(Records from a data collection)

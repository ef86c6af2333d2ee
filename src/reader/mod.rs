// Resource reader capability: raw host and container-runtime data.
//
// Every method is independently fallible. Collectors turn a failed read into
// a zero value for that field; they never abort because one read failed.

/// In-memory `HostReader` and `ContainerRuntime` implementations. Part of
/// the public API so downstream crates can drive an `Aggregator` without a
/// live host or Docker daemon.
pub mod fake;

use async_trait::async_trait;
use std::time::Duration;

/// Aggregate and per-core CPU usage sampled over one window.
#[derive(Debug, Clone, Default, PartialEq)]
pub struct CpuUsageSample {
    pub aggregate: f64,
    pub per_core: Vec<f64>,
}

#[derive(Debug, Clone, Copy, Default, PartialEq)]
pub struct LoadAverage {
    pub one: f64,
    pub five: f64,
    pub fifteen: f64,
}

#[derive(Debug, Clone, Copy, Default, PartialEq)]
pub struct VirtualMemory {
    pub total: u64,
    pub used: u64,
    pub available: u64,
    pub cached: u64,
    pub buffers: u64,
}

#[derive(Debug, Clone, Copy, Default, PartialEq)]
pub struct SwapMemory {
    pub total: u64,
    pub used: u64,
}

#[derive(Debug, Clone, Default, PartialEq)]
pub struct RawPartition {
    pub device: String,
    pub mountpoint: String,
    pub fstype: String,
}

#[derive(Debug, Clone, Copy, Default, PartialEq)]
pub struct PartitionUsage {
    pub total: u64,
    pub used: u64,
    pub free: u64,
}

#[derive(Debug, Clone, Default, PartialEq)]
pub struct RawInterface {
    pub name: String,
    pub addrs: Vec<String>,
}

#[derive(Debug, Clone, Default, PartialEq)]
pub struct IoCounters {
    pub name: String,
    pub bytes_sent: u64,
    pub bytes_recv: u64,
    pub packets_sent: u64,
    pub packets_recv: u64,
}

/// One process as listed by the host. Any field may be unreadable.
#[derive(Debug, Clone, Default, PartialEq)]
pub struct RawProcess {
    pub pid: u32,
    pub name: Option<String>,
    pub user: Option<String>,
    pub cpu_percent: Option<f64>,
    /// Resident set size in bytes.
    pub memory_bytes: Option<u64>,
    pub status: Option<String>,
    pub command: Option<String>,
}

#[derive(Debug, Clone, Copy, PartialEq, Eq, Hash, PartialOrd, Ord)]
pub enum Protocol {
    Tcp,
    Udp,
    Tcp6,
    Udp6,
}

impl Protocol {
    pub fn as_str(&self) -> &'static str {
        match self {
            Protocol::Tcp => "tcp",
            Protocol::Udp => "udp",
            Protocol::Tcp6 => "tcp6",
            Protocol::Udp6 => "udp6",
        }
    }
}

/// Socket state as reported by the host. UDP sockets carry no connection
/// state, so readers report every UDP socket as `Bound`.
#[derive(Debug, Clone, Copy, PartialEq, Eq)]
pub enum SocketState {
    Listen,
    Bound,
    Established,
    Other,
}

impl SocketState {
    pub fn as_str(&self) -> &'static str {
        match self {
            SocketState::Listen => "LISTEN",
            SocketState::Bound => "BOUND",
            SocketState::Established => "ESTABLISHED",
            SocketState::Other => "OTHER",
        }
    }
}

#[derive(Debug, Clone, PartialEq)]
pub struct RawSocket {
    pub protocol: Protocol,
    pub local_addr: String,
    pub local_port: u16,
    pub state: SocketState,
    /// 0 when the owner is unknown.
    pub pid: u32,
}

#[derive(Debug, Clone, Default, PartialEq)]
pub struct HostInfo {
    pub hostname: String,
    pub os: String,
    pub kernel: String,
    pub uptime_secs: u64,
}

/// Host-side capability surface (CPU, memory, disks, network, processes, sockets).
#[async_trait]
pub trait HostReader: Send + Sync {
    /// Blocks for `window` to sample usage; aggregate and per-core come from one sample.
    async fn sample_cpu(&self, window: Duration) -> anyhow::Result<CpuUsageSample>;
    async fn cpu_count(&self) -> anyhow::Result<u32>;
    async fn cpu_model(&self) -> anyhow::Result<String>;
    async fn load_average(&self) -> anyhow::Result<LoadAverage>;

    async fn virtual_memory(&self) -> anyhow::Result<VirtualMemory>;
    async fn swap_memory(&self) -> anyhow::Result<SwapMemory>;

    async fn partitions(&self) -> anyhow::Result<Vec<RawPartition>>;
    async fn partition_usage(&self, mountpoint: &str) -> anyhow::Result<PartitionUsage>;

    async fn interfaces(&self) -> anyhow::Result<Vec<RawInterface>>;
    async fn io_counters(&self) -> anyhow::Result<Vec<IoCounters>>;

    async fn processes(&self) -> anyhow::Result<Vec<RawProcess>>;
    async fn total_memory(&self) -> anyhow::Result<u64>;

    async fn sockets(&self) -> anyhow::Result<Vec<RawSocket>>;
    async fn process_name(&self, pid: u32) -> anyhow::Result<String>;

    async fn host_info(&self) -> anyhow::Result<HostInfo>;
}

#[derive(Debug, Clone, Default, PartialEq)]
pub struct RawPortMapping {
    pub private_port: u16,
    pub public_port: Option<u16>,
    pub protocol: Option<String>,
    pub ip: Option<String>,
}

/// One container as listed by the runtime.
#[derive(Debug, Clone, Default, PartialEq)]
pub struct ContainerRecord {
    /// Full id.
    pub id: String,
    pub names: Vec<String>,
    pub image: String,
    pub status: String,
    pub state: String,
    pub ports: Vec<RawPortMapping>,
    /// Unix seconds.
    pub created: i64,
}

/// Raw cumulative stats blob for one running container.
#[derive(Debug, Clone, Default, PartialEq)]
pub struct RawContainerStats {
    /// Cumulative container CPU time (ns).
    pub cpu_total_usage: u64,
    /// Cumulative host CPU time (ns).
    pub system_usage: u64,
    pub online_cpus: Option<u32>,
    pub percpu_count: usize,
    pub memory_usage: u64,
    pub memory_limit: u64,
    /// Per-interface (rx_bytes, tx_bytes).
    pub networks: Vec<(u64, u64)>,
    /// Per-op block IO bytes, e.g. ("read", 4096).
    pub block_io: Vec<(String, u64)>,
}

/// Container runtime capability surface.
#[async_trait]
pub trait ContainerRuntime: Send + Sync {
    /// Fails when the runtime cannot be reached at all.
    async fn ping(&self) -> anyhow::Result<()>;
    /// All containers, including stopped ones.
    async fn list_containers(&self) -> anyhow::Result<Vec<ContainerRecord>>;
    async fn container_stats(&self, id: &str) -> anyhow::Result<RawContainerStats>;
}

* * *

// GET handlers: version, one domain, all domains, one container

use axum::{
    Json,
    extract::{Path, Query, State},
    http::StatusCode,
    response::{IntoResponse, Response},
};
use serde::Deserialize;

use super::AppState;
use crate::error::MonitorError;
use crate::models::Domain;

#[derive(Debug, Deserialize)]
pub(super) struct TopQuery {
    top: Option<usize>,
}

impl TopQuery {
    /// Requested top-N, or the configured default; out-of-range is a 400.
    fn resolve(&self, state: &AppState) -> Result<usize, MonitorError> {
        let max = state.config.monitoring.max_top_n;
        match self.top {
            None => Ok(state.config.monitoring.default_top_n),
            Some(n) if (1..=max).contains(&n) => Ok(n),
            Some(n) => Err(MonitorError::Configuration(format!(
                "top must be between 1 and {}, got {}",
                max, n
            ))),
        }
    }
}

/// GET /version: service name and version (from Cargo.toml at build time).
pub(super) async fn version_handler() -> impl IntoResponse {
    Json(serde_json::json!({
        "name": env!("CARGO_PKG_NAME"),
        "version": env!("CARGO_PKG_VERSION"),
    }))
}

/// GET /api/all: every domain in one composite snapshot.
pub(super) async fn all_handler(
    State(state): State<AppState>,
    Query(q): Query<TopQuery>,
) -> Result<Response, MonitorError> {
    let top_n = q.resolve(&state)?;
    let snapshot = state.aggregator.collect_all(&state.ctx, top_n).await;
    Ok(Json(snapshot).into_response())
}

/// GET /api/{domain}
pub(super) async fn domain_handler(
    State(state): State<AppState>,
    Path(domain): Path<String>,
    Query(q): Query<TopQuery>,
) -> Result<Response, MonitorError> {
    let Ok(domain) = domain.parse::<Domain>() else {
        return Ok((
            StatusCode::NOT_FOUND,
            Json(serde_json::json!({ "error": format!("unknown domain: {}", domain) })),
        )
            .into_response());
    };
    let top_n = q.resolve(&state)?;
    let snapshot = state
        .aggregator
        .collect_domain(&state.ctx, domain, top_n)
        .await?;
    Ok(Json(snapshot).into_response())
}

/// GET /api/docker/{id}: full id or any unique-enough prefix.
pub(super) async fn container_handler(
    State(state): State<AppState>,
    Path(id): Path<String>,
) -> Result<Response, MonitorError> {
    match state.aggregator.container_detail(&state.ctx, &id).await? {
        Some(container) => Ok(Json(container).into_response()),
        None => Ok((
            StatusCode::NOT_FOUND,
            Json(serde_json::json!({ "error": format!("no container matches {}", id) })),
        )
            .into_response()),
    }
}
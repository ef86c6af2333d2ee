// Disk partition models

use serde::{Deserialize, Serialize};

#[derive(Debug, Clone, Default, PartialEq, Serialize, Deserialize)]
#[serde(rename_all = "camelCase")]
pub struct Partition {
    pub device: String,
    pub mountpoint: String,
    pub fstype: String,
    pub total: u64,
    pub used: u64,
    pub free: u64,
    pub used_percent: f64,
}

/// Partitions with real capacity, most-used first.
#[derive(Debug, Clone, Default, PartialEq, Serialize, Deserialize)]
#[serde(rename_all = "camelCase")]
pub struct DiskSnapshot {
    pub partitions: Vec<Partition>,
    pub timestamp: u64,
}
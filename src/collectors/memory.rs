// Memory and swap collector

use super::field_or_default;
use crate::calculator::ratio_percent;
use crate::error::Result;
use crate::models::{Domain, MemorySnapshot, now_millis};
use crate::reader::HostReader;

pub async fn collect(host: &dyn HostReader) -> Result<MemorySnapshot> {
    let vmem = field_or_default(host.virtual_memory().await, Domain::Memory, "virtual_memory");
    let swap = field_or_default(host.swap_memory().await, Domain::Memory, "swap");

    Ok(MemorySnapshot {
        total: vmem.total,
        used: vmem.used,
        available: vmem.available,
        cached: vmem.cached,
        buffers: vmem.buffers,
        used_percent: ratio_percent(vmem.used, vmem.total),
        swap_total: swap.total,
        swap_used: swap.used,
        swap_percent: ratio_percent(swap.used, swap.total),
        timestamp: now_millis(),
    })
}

* * *

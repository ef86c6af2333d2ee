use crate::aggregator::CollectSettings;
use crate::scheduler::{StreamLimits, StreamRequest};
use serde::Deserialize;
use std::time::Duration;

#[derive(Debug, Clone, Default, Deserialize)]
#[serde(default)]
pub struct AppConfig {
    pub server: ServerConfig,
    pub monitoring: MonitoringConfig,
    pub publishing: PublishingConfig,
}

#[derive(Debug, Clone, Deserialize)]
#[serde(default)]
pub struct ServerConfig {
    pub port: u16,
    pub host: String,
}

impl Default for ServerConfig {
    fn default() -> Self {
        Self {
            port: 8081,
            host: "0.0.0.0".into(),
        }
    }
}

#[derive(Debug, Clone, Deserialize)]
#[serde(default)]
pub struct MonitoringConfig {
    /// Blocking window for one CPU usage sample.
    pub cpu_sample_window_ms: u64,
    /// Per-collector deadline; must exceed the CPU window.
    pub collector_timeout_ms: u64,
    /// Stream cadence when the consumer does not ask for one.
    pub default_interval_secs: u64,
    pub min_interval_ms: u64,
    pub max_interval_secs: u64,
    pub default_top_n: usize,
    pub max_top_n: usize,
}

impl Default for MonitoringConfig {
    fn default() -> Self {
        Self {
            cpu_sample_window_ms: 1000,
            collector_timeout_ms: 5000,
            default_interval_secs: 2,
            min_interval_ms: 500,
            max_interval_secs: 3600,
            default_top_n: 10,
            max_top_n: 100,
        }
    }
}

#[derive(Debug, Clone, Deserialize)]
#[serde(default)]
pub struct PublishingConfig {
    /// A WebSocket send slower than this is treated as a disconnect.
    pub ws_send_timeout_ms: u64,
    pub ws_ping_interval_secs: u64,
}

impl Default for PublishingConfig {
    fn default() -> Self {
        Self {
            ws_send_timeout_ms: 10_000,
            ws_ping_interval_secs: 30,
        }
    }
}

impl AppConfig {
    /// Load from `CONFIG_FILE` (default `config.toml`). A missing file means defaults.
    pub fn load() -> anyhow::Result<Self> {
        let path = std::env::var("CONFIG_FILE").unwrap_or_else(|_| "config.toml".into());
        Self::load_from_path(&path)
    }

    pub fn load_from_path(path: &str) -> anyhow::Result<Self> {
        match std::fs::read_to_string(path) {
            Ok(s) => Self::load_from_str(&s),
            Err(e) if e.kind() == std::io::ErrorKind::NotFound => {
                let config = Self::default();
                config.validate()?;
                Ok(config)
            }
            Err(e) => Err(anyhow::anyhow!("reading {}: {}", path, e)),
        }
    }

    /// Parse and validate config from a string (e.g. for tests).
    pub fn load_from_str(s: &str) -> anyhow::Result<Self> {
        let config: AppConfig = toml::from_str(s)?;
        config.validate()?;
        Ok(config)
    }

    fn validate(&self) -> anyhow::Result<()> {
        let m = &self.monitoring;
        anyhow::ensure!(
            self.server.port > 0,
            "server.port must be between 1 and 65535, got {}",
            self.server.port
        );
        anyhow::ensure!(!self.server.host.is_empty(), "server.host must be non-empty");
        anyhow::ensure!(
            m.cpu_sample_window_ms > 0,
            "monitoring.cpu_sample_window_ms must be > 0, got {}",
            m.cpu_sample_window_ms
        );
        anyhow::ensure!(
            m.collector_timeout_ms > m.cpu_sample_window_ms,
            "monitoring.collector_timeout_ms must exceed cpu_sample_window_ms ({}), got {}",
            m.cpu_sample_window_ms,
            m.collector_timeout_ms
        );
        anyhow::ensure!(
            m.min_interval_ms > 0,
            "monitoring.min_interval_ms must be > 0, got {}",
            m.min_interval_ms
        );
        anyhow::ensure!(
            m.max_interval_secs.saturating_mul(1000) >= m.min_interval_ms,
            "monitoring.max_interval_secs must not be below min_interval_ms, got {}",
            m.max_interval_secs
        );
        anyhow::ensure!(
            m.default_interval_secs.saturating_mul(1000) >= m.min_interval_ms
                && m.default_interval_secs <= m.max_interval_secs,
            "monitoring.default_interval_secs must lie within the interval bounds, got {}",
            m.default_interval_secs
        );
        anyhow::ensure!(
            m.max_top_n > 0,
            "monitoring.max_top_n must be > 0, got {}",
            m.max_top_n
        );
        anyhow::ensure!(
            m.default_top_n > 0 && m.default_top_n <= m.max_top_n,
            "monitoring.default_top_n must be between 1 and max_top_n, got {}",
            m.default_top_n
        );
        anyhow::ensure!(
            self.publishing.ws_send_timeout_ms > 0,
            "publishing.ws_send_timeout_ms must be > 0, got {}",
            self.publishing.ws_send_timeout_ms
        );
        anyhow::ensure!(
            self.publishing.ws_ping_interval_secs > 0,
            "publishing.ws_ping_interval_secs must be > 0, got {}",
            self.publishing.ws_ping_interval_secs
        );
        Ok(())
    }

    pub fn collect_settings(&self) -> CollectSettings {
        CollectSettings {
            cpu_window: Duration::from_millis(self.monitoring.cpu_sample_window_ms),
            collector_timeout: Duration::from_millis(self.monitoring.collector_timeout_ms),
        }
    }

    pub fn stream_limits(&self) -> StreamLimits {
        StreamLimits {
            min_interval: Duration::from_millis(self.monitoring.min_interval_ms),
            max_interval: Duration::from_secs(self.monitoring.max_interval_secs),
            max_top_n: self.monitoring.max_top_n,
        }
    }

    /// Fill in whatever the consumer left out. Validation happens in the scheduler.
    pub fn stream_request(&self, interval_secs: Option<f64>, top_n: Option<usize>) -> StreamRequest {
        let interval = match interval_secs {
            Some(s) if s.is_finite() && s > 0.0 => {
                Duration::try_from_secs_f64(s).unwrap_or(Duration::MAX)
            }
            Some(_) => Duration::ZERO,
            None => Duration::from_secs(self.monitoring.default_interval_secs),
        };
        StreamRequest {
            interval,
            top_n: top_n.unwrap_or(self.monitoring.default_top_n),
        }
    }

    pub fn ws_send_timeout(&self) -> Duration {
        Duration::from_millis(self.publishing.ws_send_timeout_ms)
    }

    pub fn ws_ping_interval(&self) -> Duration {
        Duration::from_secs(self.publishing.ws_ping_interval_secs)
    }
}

**Directions for this task:** Wherever the word "RawProcess" appears in the records above, copy that line.

**Finished task:**
pub struct RawProcess {
    async fn processes(&self) -> anyhow::Result<Vec<RawProcess>>;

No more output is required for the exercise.